Fig. 634.—Cross-section through the mid-intestine of pupa of Musca: e, rejected and degenerate epithelium of the larval stomach; f, cellular layer newly formed around the same; m, muscular layer; m′, imaginal cell of m; o, imaginal bud of the mid-intestinal epithelium; t, tracheal stem.—After Kowalevsky, from Korschelt and Heider.

Fig. 635.—Longitudinal section through the proventriculus of a muscid larva: im, fore-intestinal, imaginal ring; oe, œsophagus; pr, proventriculus.—After Kowalevsky, from Korschelt and Heider.

The formation of the mid-intestine (stomach) takes place in such a way that the island-like imaginal buds spread out by cell-multiplication over the outer or basal surface of the larval mid-intestinal epithelium (Fig. 634, o), until they finally unite, so as to form the wall of the imaginal mid-intestine (stomach). At the same time the entire larval epithelium (e) is cast in the interior and forms the so-called yellow body, which becomes surrounded by a layer of small cells and a jelly-like mass, and remains until its destruction in the pupal stomach. The larval muscular layer (m) remains intact as long as the imaginal mid-intestine is not fully developed, when it is attacked and destroyed by phagocytes. The final muscular layer arises from single cells lying on the outer surface of the imaginal buds (Figs. 633, im, 634, m′), which should be regarded as special imaginal cells of the mid-intestinal muscular layer.

The transformation of the fore-intestine is introduced by a degeneration of the proventriculus and sucking stomach. The proventriculus (Fig. 635, pr), which had been formed from a circular fold of the fore-intestine, disappears by the smoothing out of this folded structure. The sucking stomach also similarly degenerates by withdrawing gradually into the œsophagus, so that instead of the original diverticulum there remains only an enlargement of the œsophageal cavity. At the same time this part of the canal is attacked and destroyed by phagocytes, while the destroyed portions become replaced by the gradually extending imaginal parts of the wall. The imaginal ring of the fore-intestine (Fig. 635, im), which, according to Kowalevsky, is concerned in the formation of a great part of the definitive œsophagus, becomes closed at its hinder end so that the communication with the mid-intestine appears to be interrupted.
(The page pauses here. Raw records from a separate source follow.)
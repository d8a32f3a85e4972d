// Server module entry point
// Listener creation, connection handling, shutdown signals, and the
// best-effort local address discovery used by the startup banner

pub mod connection;
pub mod listener;
pub mod netinfo;
pub mod signal;

// Re-export commonly used items
pub use connection::accept_connection;
pub use listener::create_listener;
//! Logger module
//!
//! Logging utilities for the dev server:
//! - Startup banner with reachable URLs
//! - Access logging in Common Log Format, with selective suppression
//! - Error and warning logging
//! - Optional file-based log targets

mod filter;
mod format;
pub mod writer;

pub use filter::should_log;
pub use format::AccessLogEntry;

use std::net::IpAddr;

use crate::config::Config;

/// Initialize the logger with configuration
///
/// Should be called once at application startup.
pub fn init(config: &Config) -> std::io::Result<()> {
    writer::init(
        config.logging.access_log_file.as_deref(),
        config.logging.error_log_file.as_deref(),
    )
}

/// Write to info/access log
fn write_info(message: &str) {
    match writer::get() {
        Some(w) => w.write_info(message),
        None => println!("{message}"),
    }
}

/// Write to error log
fn write_error(message: &str) {
    match writer::get() {
        Some(w) => w.write_error(message),
        None => eprintln!("{message}"),
    }
}

/// Write to access log specifically
fn write_access(message: &str) {
    match writer::get() {
        Some(w) => w.write_access(message),
        None => println!("{message}"),
    }
}

/// Emit an access log entry, subject to the log filter
pub fn log_access(entry: &AccessLogEntry) {
    if filter::should_log(&entry.request_line()) {
        write_access(&entry.format_common());
    }
}

/// Startup banner listing reachable URLs for operator convenience
///
/// Not machine-parsed, not a stability contract.
pub fn log_server_start(config: &Config, local_ip: Option<IpAddr>) {
    let port = config.server.port;

    write_info("\n============================================================");
    write_info("SPA Dev Server");
    write_info("============================================================");
    write_info(&format!("Serving: {}", config.serve_root().display()));
    write_info("\nLocal URLs:");
    write_info(&format!("   http://localhost:{port}"));
    write_info(&format!("   http://127.0.0.1:{port}"));
    if let Some(ip) = local_ip {
        write_info("\nNetwork URLs (same Wi-Fi):");
        write_info(&format!("   http://{ip}:{port}"));
        write_info(&format!("   http://{ip}:{port}/stats"));
    }
    write_info("\nTest routes:");
    write_info(&format!("   http://localhost:{port}/"));
    write_info(&format!("   http://localhost:{port}/stats"));
    write_info(&format!("   http://localhost:{port}/?qr_token=test123"));
    write_info("\n============================================================");
    write_info("Press Ctrl+C to stop the server");
    write_info("============================================================\n");
}

pub fn log_shutdown() {
    write_info("\nServer stopped");
}

pub fn log_connection_error(err: &impl std::fmt::Debug) {
    write_error(&format!("[ERROR] Failed to serve connection: {err:?}"));
}

pub fn log_error(message: &str) {
    write_error(&format!("[ERROR] {message}"));
}

pub fn log_warning(message: &str) {
    write_error(&format!("[WARN] {message}"));
}
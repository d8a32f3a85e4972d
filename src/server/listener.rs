// Listener module
// Creates the TCP listener the accept loop runs on

use socket2::{Domain, Protocol, Socket, Type};
use tokio::net::TcpListener;

/// Create a non-blocking `TcpListener` bound to `addr`.
///
/// `SO_REUSEADDR` lets a dev server restart immediately onto a port still
/// in TIME_WAIT from the previous run; `SO_REUSEPORT` (Unix) additionally
/// tolerates an old instance that has not fully exited yet.
pub fn create_listener(addr: std::net::SocketAddr) -> std::io::Result<TcpListener> {
    let domain = if addr.is_ipv4() {
        Domain::IPV4
    } else {
        Domain::IPV6
    };

    let socket = Socket::new(domain, Type::STREAM, Some(Protocol::TCP))?;

    #[cfg(unix)]
    socket.set_reuse_port(true)?;
    socket.set_reuse_address(true)?;

    // Non-blocking mode for async compatibility
    socket.set_nonblocking(true)?;

    socket.bind(&addr.into())?;
    socket.listen(128)?;

    let std_listener: std::net::TcpListener = socket.into();
    TcpListener::from_std(std_listener)
}
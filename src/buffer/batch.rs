use super::queue::LogBuffer;
use std::time::Instant;
use uuid::Uuid;

/// Ordered group of formatted lines shipped as one payload.
#[derive(Debug, Clone)]
pub struct Batch {
    id: String,
    lines: Vec<String>,
    created_at: Instant,
    attempts: u32,
}

impl Batch {
    pub fn new(lines: Vec<String>) -> Self {
        Self {
            id: Uuid::new_v4().to_string(),
            lines,
            created_at: Instant::now(),
            attempts: 0,
        }
    }

    pub fn id(&self) -> &str {
        &self.id
    }

    pub fn lines(&self) -> &[String] {
        &self.lines
    }

    pub fn into_lines(self) -> Vec<String> {
        self.lines
    }

    pub fn len(&self) -> usize {
        self.lines.len()
    }

    pub fn is_empty(&self) -> bool {
        self.lines.is_empty()
    }

    pub fn created_at(&self) -> Instant {
        self.created_at
    }

    /// Publish attempts made so far, across ticks.
    pub fn attempts(&self) -> u32 {
        self.attempts
    }

    pub fn record_attempt(&mut self) {
        self.attempts = self.attempts.saturating_add(1);
    }
}

/// Cuts batches of at most `batch_size` lines off the front of a [`LogBuffer`].
#[derive(Debug, Clone, Copy)]
pub struct Batcher {
    batch_size: usize,
}

impl Batcher {
    pub fn new(batch_size: usize) -> Self {
        Self {
            batch_size: batch_size.max(1),
        }
    }

    pub fn batch_size(&self) -> usize {
        self.batch_size
    }

    /// Takes whatever is available up to `batch_size`. An empty buffer yields
    /// no batch.
    pub fn next_batch(&self, buffer: &LogBuffer) -> Option<Batch> {
        let lines = buffer.drain(self.batch_size);
        if lines.is_empty() {
            None
        } else {
            Some(Batch::new(lines))
        }
    }

    /// Like [`Batcher::next_batch`] but only when a whole batch is waiting.
    pub fn next_full_batch(&self, buffer: &LogBuffer) -> Option<Batch> {
        if buffer.len() >= self.batch_size {
            self.next_batch(buffer)
        } else {
            None
        }
    }
}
The hind-intestine of the imago is rebuilt in exactly the same manner. Here also the imaginal ring widens and forms a tube, which while it grows around the openings into the urinary tubes, closes itself against the mid-intestine, while behind it remains in connection with the larval hind-intestine. In a similar way the larval hind-intestine is attacked by the growth from behind of an imaginal ring, which proceeds from imaginal buds near the anus, until finally, when the entire larval hind-intestine is reduced to granule-balls, the two imaginal sections of the tube are brought into contact with each other. (Kowalevsky in Korschelt and Heider.)

The larval salivary glands (Fig. 633, sp) are completely destroyed by phagocytes. Then succeeds the new formation of these glands from imaginal buds, which, according to Kowalevsky, form rings situated at their anterior ends.
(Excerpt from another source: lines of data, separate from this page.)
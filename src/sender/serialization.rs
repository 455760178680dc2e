use crate::buffer::Batch;
use flate2::{Compression, read::GzDecoder, write::GzEncoder};
use std::io::{Read, Write};
use thiserror::Error;

// Consumer-side guard against decompression bombs
const MAX_DECOMPRESSED_SIZE: u64 = 64 * 1024 * 1024; // 64MB
const ESTIMATED_LINE_SIZE: usize = 128;

#[derive(Error, Debug)]
pub enum CompressionError {
    #[error("IO error during compression: {0}")]
    Io(#[from] std::io::Error),
    #[error("Batch is empty")]
    EmptyBatch,
    #[error("Payload is not valid UTF-8: {0}")]
    InvalidUtf8(#[from] std::string::FromUtf8Error),
    #[error("Decompressed payload exceeds {limit} bytes")]
    TooLarge { limit: u64 },
}

/// Gzip codec for the wire payload: every line followed by `\n`, then
/// compressed as one stream.
#[derive(Debug, Clone, Copy)]
pub struct Compressor {
    level: Compression,
}

impl Compressor {
    pub fn new() -> Self {
        Self {
            level: Compression::default(),
        }
    }

    pub fn with_level(level: u32) -> Self {
        Self {
            level: Compression::new(level.min(9)),
        }
    }

    pub fn compress_batch(&self, batch: &Batch) -> Result<Vec<u8>, CompressionError> {
        self.compress_lines(batch.lines())
    }

    pub fn compress_lines<S: AsRef<str>>(&self, lines: &[S]) -> Result<Vec<u8>, CompressionError> {
        if lines.is_empty() {
            return Err(CompressionError::EmptyBatch);
        }

        let capacity = lines.len().saturating_mul(ESTIMATED_LINE_SIZE) / 4;
        let mut encoder = GzEncoder::new(Vec::with_capacity(capacity), self.level);
        for line in lines {
            encoder.write_all(line.as_ref().as_bytes())?;
            encoder.write_all(b"\n")?;
        }
        Ok(encoder.finish()?)
    }

    /// Inverse of [`Compressor::compress_lines`]: the newline-terminated text.
    pub fn decompress(&self, payload: &[u8]) -> Result<String, CompressionError> {
        let mut decoder = GzDecoder::new(payload).take(MAX_DECOMPRESSED_SIZE + 1);
        let mut bytes = Vec::new();
        decoder.read_to_end(&mut bytes)?;
        if bytes.len() as u64 > MAX_DECOMPRESSED_SIZE {
            return Err(CompressionError::TooLarge {
                limit: MAX_DECOMPRESSED_SIZE,
            });
        }
        Ok(String::from_utf8(bytes)?)
    }

    pub fn decompress_lines(&self, payload: &[u8]) -> Result<Vec<String>, CompressionError> {
        Ok(split_lines(&self.decompress(payload)?))
    }
}

impl Default for Compressor {
    fn default() -> Self {
        Self::new()
    }
}

/// Splits newline-terminated text back into lines. Only `\n` separates, so a
/// trailing `\r` stays part of its line.
pub fn split_lines(text: &str) -> Vec<String> {
    text.split_terminator('\n').map(str::to_owned).collect()
}

#[cfg(test)]
mod tests {
    use super::*;

    #[test]
    fn test_round_trip_preserves_text() {
        let compressor = Compressor::new();
        let lines = vec![
            "2024-01-01 00:00:00 UTC [I] Boot: started".to_string(),
            String::new(),
            "literal \\n and a carriage\r".to_string(),
            "unicode: ログ ✓".to_string(),
        ];

        let payload = compressor.compress_lines(&lines).unwrap();
        let text = compressor.decompress(&payload).unwrap();
        assert_eq!(text, format!("{}\n", lines.join("\n")));
        assert_eq!(split_lines(&text), lines);
    }

    #[test]
    fn test_payload_is_gzip() {
        let payload = Compressor::new().compress_lines(&["x"]).unwrap();
        assert_eq!(&payload[..2], &[0x1f, 0x8b]);
    }

    #[test]
    fn test_empty_batch_rejected() {
        let lines: [&str; 0] = [];
        assert!(matches!(
            Compressor::new().compress_lines(&lines),
            Err(CompressionError::EmptyBatch)
        ));
    }

    #[test]
    fn test_garbage_payload_fails_to_decompress() {
        assert!(Compressor::new().decompress(b"not gzip at all").is_err());
    }

    #[test]
    fn test_batch_compression_matches_lines() {
        let batch = Batch::new(vec!["a".into(), "b".into()]);
        let compressor = Compressor::with_level(1);
        let payload = compressor.compress_batch(&batch).unwrap();
        assert_eq!(compressor.decompress_lines(&payload).unwrap(), vec!["a", "b"]);
    }
}
use criterion::{BenchmarkId, Criterion, Throughput, criterion_group, criterion_main};
use rask_log_shipper::buffer::{Batcher, BufferConfig, LogBuffer};
use rask_log_shipper::domain::{LogLevel, LogRecord};
use rask_log_shipper::sender::Compressor;
use std::hint::black_box;

fn formatted_line(id: usize) -> String {
    LogRecord::now(LogLevel::Info, "Bench", format!("sensor reading {id} within range")).format_line()
}

fn bench_enqueue_and_batch(c: &mut Criterion) {
    let mut group = c.benchmark_group("enqueue_and_batch");

    for &size in &[1_000usize, 10_000, 100_000] {
        let lines: Vec<String> = (0..size).map(formatted_line).collect();
        group.throughput(Throughput::Elements(size as u64));
        group.bench_with_input(BenchmarkId::from_parameter(size), &lines, |b, lines| {
            b.iter(|| {
                let buffer = LogBuffer::new(BufferConfig {
                    batch_size: 20,
                    high_water_mark: None,
                });
                for line in lines {
                    buffer.enqueue(line.clone());
                }
                let batcher = Batcher::new(20);
                let mut batches = 0usize;
                while let Some(batch) = batcher.next_batch(&buffer) {
                    black_box(batch);
                    batches += 1;
                }
                batches
            });
        });
    }
    group.finish();
}

fn bench_compression(c: &mut Criterion) {
    let mut group = c.benchmark_group("gzip_batch");

    for &batch_size in &[20usize, 200, 2_000] {
        let lines: Vec<String> = (0..batch_size).map(formatted_line).collect();
        let bytes: usize = lines.iter().map(|l| l.len() + 1).sum();
        let compressor = Compressor::new();

        group.throughput(Throughput::Bytes(bytes as u64));
        group.bench_with_input(BenchmarkId::new("compress", batch_size), &lines, |b, lines| {
            b.iter(|| compressor.compress_lines(black_box(lines.as_slice())));
        });

        let payload = compressor
            .compress_lines(&lines)
            .expect("benchmark batch must compress");
        group.bench_with_input(BenchmarkId::new("decompress", batch_size), &payload, |b, payload| {
            b.iter(|| compressor.decompress_lines(black_box(payload)));
        });
    }
    group.finish();
}

criterion_group!(benches, bench_enqueue_and_batch, bench_compression);
criterion_main!(benches);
The nature of the transformation undergone by the urinary tubes is not yet well ascertained. According to Van Rees, there is in this case perhaps a regeneration of the larval cells by division, but on the other side there may be a histolysis of these elements.

The above-described method of transformation of the digestive canal seems, according to Korschelt and Heider, to be very common among the holometabolic insects. It has not only been observed in the Diptera, but also in the Lepidoptera (Kowalevsky, Frenzel), Coleoptera (Ganin), and Hymenoptera (Ganin). The stripping off of the epithelium of the mid-intestine was found by Kowalevsky to occur also in Corethra, Culex, and Chironomus.